This debate arises from a short inquiry by your Lordships’ International Relations Committee, of which I was then chairman, and a subsequent memorandum to the Prime Minister before she set off for the G20 meeting in Osaka, Japan, 10 days or so ago. The G20 meeting is supposed to co-ordinate responses to the tensions in world affairs and to take an overview of all the disruptive forces of change sweeping the globe—and, as I think is generally agreed nowadays, to do so with rather more relevance than the old G7 in modern conditions. Frankly, it does not look as though much co-ordination or overviewing went on this time in Osaka.

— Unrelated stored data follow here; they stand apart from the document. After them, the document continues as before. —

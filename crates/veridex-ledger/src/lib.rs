//! Veridex Provenance Ledger
//!
//! Append-only audit sinks for [`ProvenanceEntry`] records.
//!
//! - `FileLedger`: newline-delimited JSON, one flushed line per record,
//!   writes serialized through a mutex so concurrent sessions cannot
//!   interleave records
//! - `MemoryLedger`: in-memory sink for tests
//!
//! Durability is best-effort, not transactional: a failed write is
//! reported on the `tracing` channel and never aborts the pipeline.

#![warn(missing_docs)]

use std::fs::{self, File, OpenOptions};
use std::io::Write;
use std::path::{Path, PathBuf};
use std::sync::Mutex;
use thiserror::Error;
use tracing::error;
use veridex_domain::traits::ProvenanceSink;
use veridex_domain::ProvenanceEntry;

/// Errors that can occur while opening a ledger
///
/// Only construction is fallible; appends absorb their own failures.
#[derive(Error, Debug)]
pub enum LedgerError {
    /// The ledger file or its parent directory could not be created
    #[error("failed to open ledger at {path}: {source}")]
    Open {
        /// Target ledger path
        path: PathBuf,
        /// Underlying I/O failure
        source: std::io::Error,
    },
}

/// Append-only NDJSON file ledger
///
/// One JSON record per line, written and flushed immediately; the file
/// is opened in append mode and never rewritten.
pub struct FileLedger {
    path: PathBuf,
    writer: Mutex<File>,
}

impl FileLedger {
    /// Open (or create) the ledger file at `path` in append mode
    ///
    /// Parent directories are created as needed.
    pub fn open(path: impl AsRef<Path>) -> Result<Self, LedgerError> {
        let path = path.as_ref().to_path_buf();
        if let Some(parent) = path.parent() {
            if !parent.as_os_str().is_empty() {
                fs::create_dir_all(parent).map_err(|source| LedgerError::Open {
                    path: path.clone(),
                    source,
                })?;
            }
        }
        let file = OpenOptions::new()
            .create(true)
            .append(true)
            .open(&path)
            .map_err(|source| LedgerError::Open {
                path: path.clone(),
                source,
            })?;
        Ok(Self {
            path,
            writer: Mutex::new(file),
        })
    }

    /// Path of the underlying ledger file
    pub fn path(&self) -> &Path {
        &self.path
    }
}

impl ProvenanceSink for FileLedger {
    fn record(&self, entry: ProvenanceEntry) {
        let line = match serde_json::to_string(&entry) {
            Ok(line) => line,
            Err(e) => {
                error!(error = %e, agent = %entry.agent, "failed to serialize provenance entry");
                return;
            }
        };

        let mut writer = match self.writer.lock() {
            Ok(writer) => writer,
            Err(poisoned) => poisoned.into_inner(),
        };
        if let Err(e) = writeln!(writer, "{}", line).and_then(|_| writer.flush()) {
            error!(error = %e, path = %self.path.display(), "failed to append provenance entry");
        }
    }
}

/// In-memory provenance sink for tests
///
/// Records entries in write order and exposes snapshots.
#[derive(Default)]
pub struct MemoryLedger {
    entries: Mutex<Vec<ProvenanceEntry>>,
}

impl MemoryLedger {
    /// Create an empty in-memory ledger
    pub fn new() -> Self {
        Self::default()
    }

    /// Snapshot of all recorded entries, in write order
    pub fn entries(&self) -> Vec<ProvenanceEntry> {
        match self.entries.lock() {
            Ok(entries) => entries.clone(),
            Err(poisoned) => poisoned.into_inner().clone(),
        }
    }
}

impl ProvenanceSink for MemoryLedger {
    fn record(&self, entry: ProvenanceEntry) {
        let mut entries = match self.entries.lock() {
            Ok(entries) => entries,
            Err(poisoned) => poisoned.into_inner(),
        };
        entries.push(entry);
    }
}

#[cfg(test)]
mod tests {
    use super::*;
    use veridex_domain::SessionId;

    fn entry(session: SessionId, action: &str) -> ProvenanceEntry {
        ProvenanceEntry::new(session, "TestAgent", action, "test action")
    }

    #[test]
    fn test_file_ledger_writes_one_json_line_per_record() {
        let dir = tempfile::tempdir().unwrap();
        let path = dir.path().join("logs").join("provenance.log");
        let ledger = FileLedger::open(&path).unwrap();

        let session = SessionId::new();
        ledger.record(entry(session, "first"));
        ledger.record(entry(session, "second"));

        let contents = fs::read_to_string(&path).unwrap();
        let lines: Vec<&str> = contents.lines().collect();
        assert_eq!(lines.len(), 2);
        for line in &lines {
            let value: serde_json::Value = serde_json::from_str(line).unwrap();
            assert_eq!(value["session_id"], session.to_string());
            assert_eq!(value["agent"], "TestAgent");
        }
        // Write order is audit order
        let first: serde_json::Value = serde_json::from_str(lines[0]).unwrap();
        assert_eq!(first["action_type"], "first");
    }

    #[test]
    fn test_file_ledger_appends_across_opens() {
        let dir = tempfile::tempdir().unwrap();
        let path = dir.path().join("provenance.log");
        let session = SessionId::new();

        FileLedger::open(&path).unwrap().record(entry(session, "a"));
        FileLedger::open(&path).unwrap().record(entry(session, "b"));

        let contents = fs::read_to_string(&path).unwrap();
        assert_eq!(contents.lines().count(), 2);
    }

    #[test]
    fn test_memory_ledger_preserves_write_order() {
        let ledger = MemoryLedger::new();
        let session = SessionId::new();
        ledger.record(entry(session, "a"));
        ledger.record(entry(session, "b"));

        let entries = ledger.entries();
        assert_eq!(entries.len(), 2);
        assert_eq!(entries[0].action_type, "a");
        assert_eq!(entries[1].action_type, "b");
    }
}
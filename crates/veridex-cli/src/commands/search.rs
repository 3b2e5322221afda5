//! The search command: query the legal-authority corpus.

use crate::cli::SearchArgs;
use crate::error::Result;
use crate::output::Formatter;
use veridex_pipeline::Pipeline;

/// Search legal authorities and print the combined report.
pub fn execute_search(args: SearchArgs, pipeline: &Pipeline, formatter: &Formatter) -> Result<()> {
    let query = args.query.join(" ");
    let report = pipeline.search(&query);
    println!("{}", formatter.format_search(&report)?);
    Ok(())
}
//! Session identifiers

use serde::{Deserialize, Serialize};
use std::fmt;

/// Unique identifier for one end-to-end pipeline run, based on UUIDv7
///
/// UUIDv7 provides:
/// - Chronological sortability, so concurrent sessions stay distinguishable
/// - 128-bit uniqueness without coordination
/// - RFC 9562-standard format with broad ecosystem support
#[derive(Debug, Clone, Copy, PartialEq, Eq, PartialOrd, Ord, Hash, Serialize, Deserialize)]
#[serde(transparent)]
pub struct SessionId(uuid::Uuid);

impl SessionId {
    /// Generate a new UUIDv7-based SessionId
    pub fn new() -> Self {
        Self(uuid::Uuid::now_v7())
    }

    /// Parse a SessionId from its string form
    pub fn parse(s: &str) -> Result<Self, String> {
        uuid::Uuid::parse_str(s)
            .map(Self)
            .map_err(|e| format!("Invalid session id: {}", e))
    }

    /// Get the timestamp component (milliseconds since Unix epoch)
    pub fn timestamp_millis(&self) -> u64 {
        // UUIDv7: top 48 bits are the Unix millisecond timestamp
        (self.0.as_u128() >> 80) as u64
    }
}

impl Default for SessionId {
    fn default() -> Self {
        Self::new()
    }
}

impl fmt::Display for SessionId {
    fn fmt(&self, f: &mut fmt::Formatter<'_>) -> fmt::Result {
        write!(f, "{}", self.0)
    }
}

#[cfg(test)]
mod tests {
    use super::*;

    #[test]
    fn test_session_ids_are_unique() {
        let a = SessionId::new();
        let b = SessionId::new();
        assert_ne!(a, b);
    }

    #[test]
    fn test_roundtrip_through_string() {
        let id = SessionId::new();
        let parsed = SessionId::parse(&id.to_string()).unwrap();
        assert_eq!(id, parsed);
    }

    #[test]
    fn test_timestamp_is_recent() {
        let id = SessionId::new();
        // Well after 2020-01-01 in milliseconds
        assert!(id.timestamp_millis() > 1_577_836_800_000);
    }
}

When she returned, the Prime Minister was subjected to two full hours of questioning on the G20 in the other place—incidentally, a longer time than was allocated for the whole of our debate this evening—and that of course came after her 11-hour flight back from Tokyo. I do not think that that kind of battering treatment of a nation’s chief executive would be allowed or considered even faintly sensible in any other legislature in the world. Anyway, let us hope that the next Prime Minister, not to mention the ranks of Theresa May’s persistent critics, have even half her remarkable stamina.

The questions to her in the other place covered a huge range of topics, from the Chagos Islands to Scotch whisky. Even so, some key issues were completely missed in the exchanges. Therefore, perhaps it would be useful for me to comment first on those key issues—in other words, what should have been there but was not.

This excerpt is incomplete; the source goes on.